ADRA a démarré avec une dépanneuse. Son parc automobile a été quelque peu renforcé avec deux dépanneuses-remorqueuses à Brazzaville et deux autres qui sont installées à Pointe-Noire. Tous ces engins sont importés de l’Italie. Compte tenu de l’immensité de la tâche, et persuadée qu’un accident ne prévient pas, la société travaille tous les jours 24 heures sur 24.

ADRA emploie trois chauffeurs formés par ses cinq responsables. Dans un pays où le Salaire minimum interprofessionnel garanti (SMIG) est de 90 000 FCFA (137 euros), un chauffeur à ADRA perçoit un salaire brut de 150 000 FCFA (228 euros), sans compter des primes de travail de nuit.

« Compte tenu de tout ce que nous comptons faire, nous avançons avec comme perspective notamment d’embaucher. Mais il ne faut pas mettre la charrue avant les bœufs parce que dans une entreprise il faut savoir combiner les charges et les investissements futurs », indique Lynelle Mbobi avec prudence. Dès ses débuts, ADRA a eu la chance de signer un contrat avec la société nationale des Assurances et réassurances du Congo (ARC), placée sous la tutelle du ministère des Finances. Elle travaille également en partenariat avec les garages de la CFAO (Compagnie française d’Afrique occidentale), la société Tractafric ou encore le groupe panafricain d’assurances NSIA.

Des particuliers la consultent de façon ponctuelle pour dégager des moyens roulants (de luxe, des occasions d’Europe, de Dubaï…) accidentés ou simplement abandonnés qui jonchent les voies urbaines et même les routes régionales. La police, le Bureau central des accidents (BCA) et l’Unité de circulation routière (UCR) ont ainsi trouvé en ADRA un partenaire indispensable.

 

EVM : une société qui se diversifie tous azimuts

Dans un restaurant du centre-ville de Brazzaville, tenu par un Français, où Le Moci est allé à sa rencontre, Daniel Leclerc-Roux, directeur général et propriétaire de l’entreprise dénommée Établissement Village Monde (EVM), nous a parlé du business sans langue de bois.

Ce consultant spécialisé dans le développement durable a monté sa société depuis deux ans et demi, ce qui ne l’empêche pas de se développer dans d’autres activités comme le BTP et l’agriculture. « Le seul secret de ma réussite c’est l’autofinancement. On n’a jamais connu l’emprunt. L’autofinancement ! C’est quelque chose qui donne une force à l’entreprise », assure-t-il.
 
Du coup, EVM a pu même monter une menuiserie pour réaliser des charpentes, des meubles, des portes, des fenêtres, des sciages, des rabotages à la demande. « Plus généralement nous réalisons des constructions, des rénovations et aussi des chantiers publics, notamment tout ce qui est béton armé, autour des voiries, des assainissements », et les principaux clients sont des grandes entreprises et des multinationales. « Je suis au Congo et j’y reste », déclare Daniel Leclerc-Roux qui affirme toutefois que, vu l’environnement des affaires, « le business au Congo est un vrai challenge. C’est un énorme engagement de s’installer au Congo ».

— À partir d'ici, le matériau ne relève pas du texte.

//! Configuration error types.

use std::fmt;

use super::category::ErrorCategory;

/// Errors raised while loading or validating a [`SessionConfig`](crate::config::SessionConfig).
#[derive(Debug, Clone, PartialEq, Eq)]
pub enum ConfigError {
    /// The target URL is empty.
    EmptyUrl,

    /// A channel capacity is zero.
    ZeroCapacity { field: &'static str },

    /// A required environment variable is not set.
    MissingEnv { var: String },

    /// An environment variable holds an unparsable value.
    InvalidEnv { var: String, value: String },

    /// The config file could not be read.
    Io { path: String, message: String },

    /// The config document is not valid JSON for a session config.
    Json { message: String },
}

impl ConfigError {
    /// Configuration errors always belong to the configuration category.
    pub fn category(&self) -> ErrorCategory {
        ErrorCategory::Configuration
    }

    /// Get a short error code for logging.
    pub fn error_code(&self) -> &'static str {
        match self {
            ConfigError::EmptyUrl => "E_CONFIG_URL",
            ConfigError::ZeroCapacity { .. } => "E_CONFIG_CAPACITY",
            ConfigError::MissingEnv { .. } => "E_CONFIG_ENV_MISSING",
            ConfigError::InvalidEnv { .. } => "E_CONFIG_ENV_INVALID",
            ConfigError::Io { .. } => "E_CONFIG_IO",
            ConfigError::Json { .. } => "E_CONFIG_JSON",
        }
    }
}

impl fmt::Display for ConfigError {
    fn fmt(&self, f: &mut fmt::Formatter<'_>) -> fmt::Result {
        match self {
            ConfigError::EmptyUrl => write!(f, "Session URL must not be empty"),
            ConfigError::ZeroCapacity { field } => {
                write!(f, "Channel capacity '{}' must be greater than zero", field)
            }
            ConfigError::MissingEnv { var } => {
                write!(f, "Environment variable {} is not set", var)
            }
            ConfigError::InvalidEnv { var, value } => {
                write!(f, "Environment variable {} has invalid value '{}'", var, value)
            }
            ConfigError::Io { path, message } => {
                write!(f, "Failed to read config {}: {}", path, message)
            }
            ConfigError::Json { message } => write!(f, "Invalid config JSON: {}", message),
        }
    }
}

impl std::error::Error for ConfigError {}

impl From<serde_json::Error> for ConfigError {
    fn from(err: serde_json::Error) -> Self {
        ConfigError::Json {
            message: err.to_string(),
        }
    }
}
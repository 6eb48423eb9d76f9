//! SSE line and frame types.

use std::fmt;
use std::time::Duration;

/// Represents a parsed SSE line.
#[derive(Debug, Clone, PartialEq, Eq)]
pub enum SseLine {
    /// Data payload (e.g., `data: {"name":"Pressure"}`)
    Data(String),
    /// Event type declaration (e.g., `event: measurement`)
    Event(String),
    /// Event id (e.g., `id: 42`)
    Id(String),
    /// Reconnection time in milliseconds, unvalidated (e.g., `retry: 3000`)
    Retry(String),
    /// Empty line - terminates the current frame
    Empty,
    /// Comment line (starts with ':')
    Comment(String),
    /// Field name this client does not know; ignored
    Unknown(String),
}

/// One complete frame, as delimited by a blank line.
///
/// `data` is `None` when the frame carried no `data` line at all, which is
/// different from a frame whose only line was an empty `data:`.
#[derive(Debug, Clone, PartialEq, Eq, Default)]
pub struct SseFrame {
    pub event: Option<String>,
    pub data: Option<String>,
    pub id: Option<String>,
    pub retry: Option<Duration>,
}

/// Errors that can occur during SSE parsing.
#[derive(Debug, Clone, PartialEq, Eq)]
pub enum SseParseError {
    /// A line is not valid UTF-8; `valid_up_to` is the byte offset within
    /// the line where decoding failed.
    InvalidUtf8 { valid_up_to: usize },
}

impl fmt::Display for SseParseError {
    fn fmt(&self, f: &mut fmt::Formatter<'_>) -> fmt::Result {
        match self {
            SseParseError::InvalidUtf8 { valid_up_to } => write!(
                f,
                "Invalid UTF-8 in event stream line after {} bytes",
                valid_up_to
            ),
        }
    }
}

impl std::error::Error for SseParseError {}
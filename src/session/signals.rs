//! Signal channels of a session.
//!
//! - state: `watch` channel; new subscribers see the current value first
//! - data: `broadcast` channel of payload strings, no replay
//! - error: `broadcast` channel of [`SessionError`]s, no replay
//!
//! Publishing never waits for subscribers. A broadcast subscriber that falls
//! more than its channel capacity behind loses the oldest items.

use futures::stream::{self, Stream};
use tokio::sync::broadcast::{self, error::RecvError};
use tokio::sync::watch;
use tracing::warn;

use crate::error::SessionError;
use crate::session::state::ConnectionState;

/// Publisher side of the three session channels.
#[derive(Debug)]
pub struct SignalPublisher {
    state_tx: watch::Sender<ConnectionState>,
    data_tx: broadcast::Sender<String>,
    error_tx: broadcast::Sender<SessionError>,
}

impl SignalPublisher {
    /// Create the channels; the state starts out `Closed`.
    pub fn new(data_capacity: usize, error_capacity: usize) -> Self {
        let (state_tx, _) = watch::channel(ConnectionState::Closed);
        let (data_tx, _) = broadcast::channel(data_capacity.max(1));
        let (error_tx, _) = broadcast::channel(error_capacity.max(1));
        Self {
            state_tx,
            data_tx,
            error_tx,
        }
    }

    /// Store `state` and notify every state subscriber, even if unchanged.
    pub fn publish_state(&self, state: ConnectionState) {
        self.state_tx.send_replace(state);
    }

    /// Emit one payload to current data subscribers.
    pub fn publish_data(&self, payload: String) {
        // No subscribers is fine
        let _ = self.data_tx.send(payload);
    }

    /// Emit one error to current error subscribers.
    pub fn publish_error(&self, error: SessionError) {
        let _ = self.error_tx.send(error);
    }

    /// The most recently published state.
    pub fn current_state(&self) -> ConnectionState {
        *self.state_tx.borrow()
    }

    /// Subscribe to state changes; the current state is readable immediately.
    pub fn subscribe_state(&self) -> watch::Receiver<ConnectionState> {
        self.state_tx.subscribe()
    }

    /// Subscribe to payloads published from now on.
    pub fn subscribe_data(&self) -> broadcast::Receiver<String> {
        self.data_tx.subscribe()
    }

    /// Subscribe to errors published from now on.
    pub fn subscribe_errors(&self) -> broadcast::Receiver<SessionError> {
        self.error_tx.subscribe()
    }

    /// The current state followed by every later change.
    ///
    /// Intermediate states published faster than the stream is polled are
    /// coalesced; the latest one is always delivered.
    pub fn state_stream(&self) -> impl Stream<Item = ConnectionState> + Send + 'static {
        stream::unfold((self.subscribe_state(), true), |(mut rx, first)| async move {
            if !first {
                rx.changed().await.ok()?;
            }
            let state = *rx.borrow_and_update();
            Some((state, (rx, false)))
        })
    }

    /// Payloads published from now on, as a stream.
    pub fn data_stream(&self) -> impl Stream<Item = String> + Send + 'static {
        lagging_stream(self.subscribe_data(), "data")
    }

    /// Errors published from now on, as a stream.
    pub fn error_stream(&self) -> impl Stream<Item = SessionError> + Send + 'static {
        lagging_stream(self.subscribe_errors(), "error")
    }
}

/// Adapt a broadcast receiver into a stream that skips over lag.
fn lagging_stream<T: Clone + Send + 'static>(
    rx: broadcast::Receiver<T>,
    channel: &'static str,
) -> impl Stream<Item = T> + Send + 'static {
    stream::unfold(rx, move |mut rx| async move {
        loop {
            match rx.recv().await {
                Ok(item) => return Some((item, rx)),
                Err(RecvError::Lagged(skipped)) => {
                    warn!(channel, skipped, "Subscriber lagged; oldest items dropped");
                }
                Err(RecvError::Closed) => return None,
            }
        }
    })
}
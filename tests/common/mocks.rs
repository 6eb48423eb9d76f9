//! Mock implementations for test fixtures.
//!
//! Re-exports the mock transport from `eventsource_session::adapters::mock`.

#![allow(unused_imports)]

pub use eventsource_session::adapters::mock::{MockTransport, TransportCall};
pub use eventsource_session::traits::{ResponseDisposition, StreamRequest, TransportConfig};
//! Event stream session.
//!
//! - `state` - [`ConnectionState`] of a session
//! - `signals` - [`SignalPublisher`] with the state, data and error channels
//! - `controller` - [`EventSourceSession`], the connection state machine

mod controller;
mod signals;
mod state;

pub use controller::EventSourceSession;
pub use signals::SignalPublisher;
pub use state::ConnectionState;
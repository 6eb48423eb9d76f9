//! Trait abstractions for dependency injection and testability.
//!
//! # Traits
//!
//! - [`Transport`] - Creates transport sessions
//! - [`TransportSession`] - Issues streaming requests, cancels them
//! - [`TransportTask`] - A request that can be resumed
//! - [`TransportDelegate`] - Receives response, body and completion events

pub mod transport;

pub use transport::{
    Headers, ResponseDisposition, ResponseMeta, StreamRequest, Transport, TransportConfig,
    TransportDelegate, TransportSession, TransportTask,
};
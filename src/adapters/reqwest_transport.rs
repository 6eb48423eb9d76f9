//! Reqwest-based streaming transport adapter.
//!
//! Each [`TransportSession`] owns one `reqwest::Client`. Resuming a task spawns
//! the request on a tokio runtime; the spawned task feeds the delegate and is
//! aborted by [`TransportSession::invalidate_and_cancel`].

use std::sync::atomic::{AtomicBool, Ordering};
use std::sync::{Arc, Mutex, PoisonError};
use std::time::Duration;

use futures_util::StreamExt;
use reqwest::header::{HeaderMap, HeaderName, HeaderValue};
use tokio::runtime::Handle;
use tokio::task::AbortHandle;
use tracing::{debug, warn};

use crate::error::{classify_reqwest_error, TransportError};
use crate::traits::{
    Headers, ResponseDisposition, ResponseMeta, StreamRequest, Transport, TransportConfig,
    TransportDelegate, TransportSession, TransportTask,
};

/// Transport implementation using reqwest.
///
/// # Example
///
/// ```ignore
/// use std::sync::Arc;
/// use eventsource_session::adapters::ReqwestTransport;
/// use eventsource_session::EventSourceSession;
///
/// let transport = Arc::new(ReqwestTransport::new()?);
/// let session = EventSourceSession::from_url("https://example.com/events", transport)?;
/// session.start();
/// ```
#[derive(Debug, Clone)]
pub struct ReqwestTransport {
    runtime: Handle,
}

impl ReqwestTransport {
    /// Create a transport bound to the current tokio runtime.
    pub fn new() -> Result<Self, TransportError> {
        Handle::try_current()
            .map(Self::with_runtime)
            .map_err(|e| TransportError::NoRuntime {
                message: e.to_string(),
            })
    }

    /// Create a transport that spawns requests on the given runtime.
    pub fn with_runtime(runtime: Handle) -> Self {
        Self { runtime }
    }

    /// Convert our Headers type into a reqwest HeaderMap.
    fn header_map(headers: &Headers) -> Result<HeaderMap, TransportError> {
        let mut map = HeaderMap::new();
        for (name, value) in headers {
            let header_name = HeaderName::from_bytes(name.as_bytes()).map_err(|_| {
                TransportError::InvalidHeader { name: name.clone() }
            })?;
            let header_value = HeaderValue::from_str(value).map_err(|_| {
                TransportError::InvalidHeader { name: name.clone() }
            })?;
            map.insert(header_name, header_value);
        }
        Ok(map)
    }

    /// Convert reqwest headers to our Headers type.
    fn convert_headers(headers: &HeaderMap) -> Headers {
        headers
            .iter()
            .filter_map(|(name, value)| {
                value
                    .to_str()
                    .ok()
                    .map(|v| (name.to_string(), v.to_string()))
            })
            .collect()
    }
}

impl Transport for ReqwestTransport {
    fn create_session(
        &self,
        config: TransportConfig,
    ) -> Result<Box<dyn TransportSession>, TransportError> {
        let mut builder =
            reqwest::Client::builder().default_headers(Self::header_map(&config.headers)?);
        if let Some(timeout) = config.resource_timeout {
            builder = builder.timeout(timeout);
        }
        let client = builder.build().map_err(|e| TransportError::Other {
            message: e.to_string(),
        })?;

        Ok(Box::new(ReqwestSession {
            client,
            runtime: self.runtime.clone(),
            idle_timeout: config.request_timeout,
            shared: Arc::new(SessionTasks::default()),
        }))
    }
}

/// Abort handles of every spawned request, plus the invalidation flag.
#[derive(Debug, Default)]
struct SessionTasks {
    invalidated: AtomicBool,
    running: Mutex<Vec<AbortHandle>>,
}

impl SessionTasks {
    fn register(&self, handle: AbortHandle) {
        self.running
            .lock()
            .unwrap_or_else(PoisonError::into_inner)
            .push(handle);
    }

    fn abort_all(&self) {
        self.invalidated.store(true, Ordering::SeqCst);
        let handles = std::mem::take(
            &mut *self.running.lock().unwrap_or_else(PoisonError::into_inner),
        );
        for handle in handles {
            handle.abort();
        }
    }
}

struct ReqwestSession {
    client: reqwest::Client,
    runtime: Handle,
    idle_timeout: Option<Duration>,
    shared: Arc<SessionTasks>,
}

impl TransportSession for ReqwestSession {
    fn stream_request(
        &mut self,
        request: StreamRequest,
        delegate: Arc<dyn TransportDelegate>,
    ) -> Result<Box<dyn TransportTask>, TransportError> {
        if self.shared.invalidated.load(Ordering::SeqCst) {
            return Err(TransportError::Cancelled);
        }
        let url = reqwest::Url::parse(&request.url).map_err(|e| TransportError::InvalidUrl {
            url: request.url.clone(),
            message: e.to_string(),
        })?;
        let headers = ReqwestTransport::header_map(&request.headers)?;

        Ok(Box::new(ReqwestTask {
            client: self.client.clone(),
            runtime: self.runtime.clone(),
            idle_timeout: self.idle_timeout,
            shared: Arc::clone(&self.shared),
            pending: Some((url, headers, delegate)),
        }))
    }

    fn invalidate_and_cancel(&mut self) {
        debug!("Invalidating reqwest transport session");
        self.shared.abort_all();
    }
}

impl Drop for ReqwestSession {
    fn drop(&mut self) {
        self.shared.abort_all();
    }
}

struct ReqwestTask {
    client: reqwest::Client,
    runtime: Handle,
    idle_timeout: Option<Duration>,
    shared: Arc<SessionTasks>,
    /// Taken on the first resume
    pending: Option<(reqwest::Url, HeaderMap, Arc<dyn TransportDelegate>)>,
}

impl TransportTask for ReqwestTask {
    fn resume(&mut self) {
        if self.shared.invalidated.load(Ordering::SeqCst) {
            debug!("Ignoring resume on an invalidated session");
            return;
        }
        let Some((url, headers, delegate)) = self.pending.take() else {
            return;
        };
        let request = self.client.get(url.clone()).headers(headers);
        let handle = self.runtime.spawn(run_stream(
            request,
            url.to_string(),
            self.idle_timeout,
            delegate,
        ));
        self.shared.register(handle.abort_handle());
    }
}

/// Drive one request to completion, reporting everything to the delegate.
async fn run_stream(
    request: reqwest::RequestBuilder,
    url: String,
    idle_timeout: Option<Duration>,
    delegate: Arc<dyn TransportDelegate>,
) {
    let response = match request.send().await {
        Ok(response) => response,
        Err(e) => {
            warn!(%url, "Event stream request failed: {}", e);
            delegate.on_complete(Some(classify_reqwest_error(&e, &url)));
            return;
        }
    };

    let meta = ResponseMeta::with_headers(
        response.status().as_u16(),
        ReqwestTransport::convert_headers(response.headers()),
    );
    if delegate.on_response(&meta) == ResponseDisposition::Cancel {
        debug!(%url, "Delegate cancelled the response");
        delegate.on_complete(Some(TransportError::Cancelled));
        return;
    }

    let mut body = response.bytes_stream();
    loop {
        let next = match idle_timeout {
            Some(limit) => match tokio::time::timeout(limit, body.next()).await {
                Ok(next) => next,
                Err(_) => {
                    delegate.on_complete(Some(TransportError::Timeout {
                        message: format!("no data for {:?}", limit),
                    }));
                    return;
                }
            },
            None => body.next().await,
        };

        match next {
            Some(Ok(chunk)) => delegate.on_data(&chunk),
            Some(Err(e)) => {
                warn!(%url, "Event stream body failed: {}", e);
                delegate.on_complete(Some(classify_reqwest_error(&e, &url)));
                return;
            }
            None => {
                debug!(%url, "Event stream ended");
                delegate.on_complete(None);
                return;
            }
        }
    }
}

#[cfg(test)]
mod tests {
    use super::*;

    #[test]
    fn test_new_without_runtime_fails() {
        let result = ReqwestTransport::new();
        assert!(matches!(result, Err(TransportError::NoRuntime { .. })));
    }

    #[tokio::test]
    async fn test_new_inside_runtime() {
        let transport = ReqwestTransport::new().unwrap();
        let session = transport.create_session(TransportConfig::unbounded());
        assert!(session.is_ok());
    }

    #[test]
    fn test_header_map_rejects_invalid_names() {
        let mut headers = Headers::new();
        headers.insert("bad header".to_string(), "x".to_string());
        let err = ReqwestTransport::header_map(&headers).unwrap_err();
        assert_eq!(
            err,
            TransportError::InvalidHeader {
                name: "bad header".to_string()
            }
        );
    }

    #[test]
    fn test_convert_headers() {
        let mut header_map = HeaderMap::new();
        header_map.insert(
            reqwest::header::CONTENT_TYPE,
            "text/event-stream".parse().unwrap(),
        );
        let headers = ReqwestTransport::convert_headers(&header_map);
        assert_eq!(
            headers.get("content-type"),
            Some(&"text/event-stream".to_string())
        );
    }

    #[tokio::test]
    async fn test_invalid_url_is_rejected() {
        struct NoopDelegate;
        impl TransportDelegate for NoopDelegate {
            fn on_response(&self, _: &ResponseMeta) -> ResponseDisposition {
                ResponseDisposition::Allow
            }
            fn on_data(&self, _: &[u8]) {}
            fn on_complete(&self, _: Option<TransportError>) {}
        }

        let transport = ReqwestTransport::new().unwrap();
        let mut session = transport
            .create_session(TransportConfig::unbounded())
            .unwrap();
        let result = session.stream_request(StreamRequest::get("not a url"), Arc::new(NoopDelegate));
        assert!(matches!(result, Err(TransportError::InvalidUrl { .. })));

        session.invalidate_and_cancel();
        let result = session.stream_request(
            StreamRequest::get("http://127.0.0.1:59999/events"),
            Arc::new(NoopDelegate),
        );
        assert!(matches!(result, Err(TransportError::Cancelled)));
    }
}
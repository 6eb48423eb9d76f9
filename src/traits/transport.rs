//! Streaming transport trait abstraction.
//!
//! A session never talks to an HTTP client directly. It asks a [`Transport`]
//! for a [`TransportSession`], issues one streaming GET through it, and
//! receives the response, body chunks and completion through a
//! [`TransportDelegate`]. Tests substitute a recording fake.

use std::collections::HashMap;
use std::sync::Arc;
use std::time::Duration;

use crate::error::TransportError;

/// HTTP headers represented as a key-value map.
pub type Headers = HashMap<String, String>;

/// Session-wide transport settings.
///
/// `None` timeouts mean unbounded: an idle event stream stays open until the
/// server closes it or the caller cancels it.
#[derive(Debug, Clone, PartialEq, Eq, Default)]
pub struct TransportConfig {
    /// Longest gap allowed between two body reads
    pub request_timeout: Option<Duration>,
    /// Longest total lifetime of one request
    pub resource_timeout: Option<Duration>,
    /// Headers sent with every request of the session
    pub headers: Headers,
}

impl TransportConfig {
    /// Configuration with no request or resource timeout.
    pub fn unbounded() -> Self {
        Self::default()
    }

    /// Replace the session-wide headers.
    pub fn with_headers(mut self, headers: Headers) -> Self {
        self.headers = headers;
        self
    }

    /// True when neither timeout is set.
    pub fn is_unbounded(&self) -> bool {
        self.request_timeout.is_none() && self.resource_timeout.is_none()
    }
}

/// A streaming GET request for an event stream.
#[derive(Debug, Clone, PartialEq, Eq)]
pub struct StreamRequest {
    pub url: String,
    pub headers: Headers,
}

impl StreamRequest {
    /// Build a GET request with the headers an event stream expects.
    pub fn get(url: impl Into<String>) -> Self {
        let mut headers = Headers::new();
        headers.insert("Accept".to_string(), "text/event-stream".to_string());
        headers.insert("Cache-Control".to_string(), "no-cache".to_string());
        Self {
            url: url.into(),
            headers,
        }
    }

    /// Add or replace a header.
    pub fn with_header(mut self, name: impl Into<String>, value: impl Into<String>) -> Self {
        self.headers.insert(name.into(), value.into());
        self
    }

    /// Resume after the given event id, if any. Empty ids send nothing.
    pub fn with_last_event_id(self, last_event_id: Option<&str>) -> Self {
        match last_event_id {
            Some(id) if !id.is_empty() => self.with_header("Last-Event-ID", id),
            _ => self,
        }
    }
}

/// Response metadata handed to [`TransportDelegate::on_response`].
#[derive(Debug, Clone, PartialEq, Eq)]
pub struct ResponseMeta {
    pub status: u16,
    pub headers: Headers,
}

impl ResponseMeta {
    /// Create response metadata without headers.
    pub fn new(status: u16) -> Self {
        Self {
            status,
            headers: Headers::new(),
        }
    }

    /// Create response metadata with headers.
    pub fn with_headers(status: u16, headers: Headers) -> Self {
        Self { status, headers }
    }

    /// Check if the response indicates success (2xx status).
    pub fn is_success(&self) -> bool {
        (200..300).contains(&self.status)
    }

    /// The `Content-Type` header, matched case-insensitively.
    pub fn content_type(&self) -> Option<&str> {
        self.headers
            .iter()
            .find(|(name, _)| name.eq_ignore_ascii_case("content-type"))
            .map(|(_, value)| value.as_str())
    }
}

/// What the transport should do after a response arrives.
#[derive(Debug, Clone, Copy, PartialEq, Eq)]
pub enum ResponseDisposition {
    /// Keep reading the body.
    Allow,
    /// Stop reading and complete the request.
    Cancel,
}

/// Receiver of a running request's events.
///
/// Called from a context owned by the transport. `on_complete` fires at most
/// once per request and nothing follows it.
pub trait TransportDelegate: Send + Sync {
    /// Response headers arrived.
    fn on_response(&self, response: &ResponseMeta) -> ResponseDisposition;

    /// A body chunk arrived; chunk boundaries carry no meaning.
    fn on_data(&self, chunk: &[u8]);

    /// The request finished, cleanly (`None`) or with an error.
    fn on_complete(&self, error: Option<TransportError>);
}

/// A created but possibly not yet running request.
pub trait TransportTask: Send {
    /// Start (or resume) the request. Never blocks on network I/O.
    fn resume(&mut self);
}

/// A transport session holding the resources of one connection attempt.
pub trait TransportSession: Send {
    /// Create a streaming request whose events go to `delegate`.
    fn stream_request(
        &mut self,
        request: StreamRequest,
        delegate: Arc<dyn TransportDelegate>,
    ) -> Result<Box<dyn TransportTask>, TransportError>;

    /// Cancel every request of this session and refuse new ones.
    fn invalidate_and_cancel(&mut self);
}

/// Factory for transport sessions.
///
/// # Example
///
/// ```ignore
/// use eventsource_session::traits::{StreamRequest, Transport, TransportConfig};
///
/// let mut session = transport.create_session(TransportConfig::unbounded())?;
/// let mut task = session.stream_request(StreamRequest::get(url), delegate)?;
/// task.resume();
/// // later
/// session.invalidate_and_cancel();
/// ```
pub trait Transport: Send + Sync {
    /// Create a session with the given settings.
    fn create_session(
        &self,
        config: TransportConfig,
    ) -> Result<Box<dyn TransportSession>, TransportError>;
}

« S’il m’était permis d’inviter un businessman du Canada, des États-Unis ou du Japon à venir s’installer au Congo, je lui conseillerai beaucoup d’ouverture d’esprit, un véritable engagement, de la détermination. Il doit être un véritable entrepreneur, c’est-à-dire qu’ici on rencontre des obstacles mais il y a toujours des solutions. Je lui demanderai également de la patience », raconte le consultant français. Il emploie dans EVM, en temps de fortes activités, quelque 220 salariés de diverses nationalités : en majorité des Congolais, auxquels il faut ajouter des techniciens camerounais, des Maliens et des Français. Pendant un an et demi cet entrepreneur a fait un passage dans le domaine agricole. Sa ferme de Louingui dans le Pool (sud), région voisine de Brazzaville, a atteint au meilleur moment d’activités 100 000 pieds de tomates, 50 000 de poivrons, de milliers d’aubergines, de choux, de carottes, navets, oignons… « Il y a quelques mois j’ai décidé d’arrêter cette activité parce que je me sentais un peu seul surtout au niveau du management et de la coordination de la ferme. Ca demandait énormément de présence », se justifie l’entrepreneur. À la question de savoir si le Congo pourrait bien réaliser son rêve de devenir émergent à l’horizon 2025, Daniel Leclerc-Roux répond sans détour « qu’en tant qu’entrepreneur je vois bien la quantité de chantiers et d’engagement de la part de l’État pour moderniser. De toutes les façons, je vois que c’est dans le bon sens ».

 

Guihur : Former, conseiller, transmettre les codes culturels

« Pour l’anecdote, en breton mon nom signifie : Le guide, celui qui montre le chemin ! Ce n’est pas toujours facile, mais je m’évertue à montrer le bon chemin », raconte, sourire aux lèvres, Martial Guihur, fondateur de la société Guihur et associés, spécialisée dans la formation et le conseil.

Détenteur d’une maîtrise de droit des affaires (option droit international), obtenu en 1992 à Paris, ce Breton de 44 ans est venu pour la première fois au Congo, « pour tâter le terrain », en 2009. Depuis janvier, il a décidé de s’y installer pour diverses raisons. Pour lui, les pays occidentaux sont arrivés à maturité dans leur développement économique et l’Afrique est le continent où tout reste à faire.
 
Son goût prononcé de la culture, notamment de la rumba dansée sur les deux rives du fleuve Congo, est aussi à mettre à l’actif de son désir de faire des prestations sur le continent africain. « Les besoins en formation sont énormes au Congo et en Afrique en général. Les opportunités sont réelles. On a une population jeune, qui a soif de connaissances », explique Martial Guihur, qui évolue dans un pays où la Banque mondiale estime qu’au moins 25 % des jeunes sortant de l’école ne possèdent pas de formation qualifiée. Son travail au quotidien consiste à prospecter en direct le top management, à rencontrer des professionnels, à dresser un état des besoins en formation et à développer les compétences des entreprises.

Grâce à la société Guihur et associés, les PME de l’Hexagone basées au Congo, avec pour partie du personnel local et français, acquièrent la connaissance des codes culturels français et congolais. « Ceci pour aider le Congo à se développer tout en respectant les codes culturels locaux », indique Martial Guihur.
Selon lui, le Congo peut améliorer son climat des affaires, jugé difficile et peu favorable par des investisseurs. Comparant le développement économique du Congo aux voisins comme le Cameroun et le Gabon, il estime que ces deux derniers États sont plus avancés.

Le fait que la France soit reconnue ou considérée comme le premier partenaire économique et financier du Congo ne donne aucun avantage aux PME françaises ayant pignon sur rue à Brazzaville, poursuit-il. « L’avantage appartient à ceux qui œuvrent au quotidien sur le terrain, quelle que soit la nationalité », affirme Martial Guihur.